All of this might be excusable if The Shape of Things to Come was a halfway decent film but it is one of the cheapest and most poorly made of all the quickie Star Wars cash-ins. The sets are extremely cheap. The robots look like the lumbering tin cans out of 1940s serials. The models are poorly photographed and look just like models. The effects are so cheaply delivered they fail to even bother with optical process work – there are no mattes, the models are never seen against planetary backgrounds. The plot is filled with gaping holes. For instance The Starstreak is supposed to stop off to Earth for repairs but then leaves without obtaining any. Similarly at the end, the ship leaves Delta 3 with a supply of Radic Q-2 but we never see them mining any or picking up any supplies in the few moments between Jack Palance’s announcement that he is going to destroy the planet and their race to get back to the ship. The film is dull the entire way. The only one in the show who shows any life is a slumming Jack Palance who sees it for the ridiculous effort it is and hams it up for all he can.
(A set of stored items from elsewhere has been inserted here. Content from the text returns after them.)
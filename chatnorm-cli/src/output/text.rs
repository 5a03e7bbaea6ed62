//! Plain text output formatter

use super::{OutputFormatter, TurnRecord};
use anyhow::Result;
use std::io::Write;

/// Plain text formatter - outputs one CHAT speaker tier per line
pub struct TextFormatter<W: Write> {
    writer: W,
}

impl<W: Write> TextFormatter<W> {
    /// Create a new text formatter
    pub fn new(writer: W) -> Self {
        Self { writer }
    }
}

impl<W: Write + Send + Sync> OutputFormatter for TextFormatter<W> {
    fn format_turn(&mut self, record: &TurnRecord) -> Result<()> {
        writeln!(self.writer, "*{}:\t{}", record.speaker, record.normalized)?;
        Ok(())
    }

    fn finish(&mut self) -> Result<()> {
        self.writer.flush()?;
        Ok(())
    }
}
Director George McCowan had previously made such genre efforts as the tv movie The Love War (1970) about warring aliens on Earth, the Nature’s Revenge film Frogs (1972) and Shadow of the Hawk (1976) about warring American Indian sorcerers. The executive producer was notorious B-budget producer Harry Alan Towers, also responsible for the Christopher Lee Fu Manchu films, a host of Jess Franco exploitation nasties and various cheap horror films.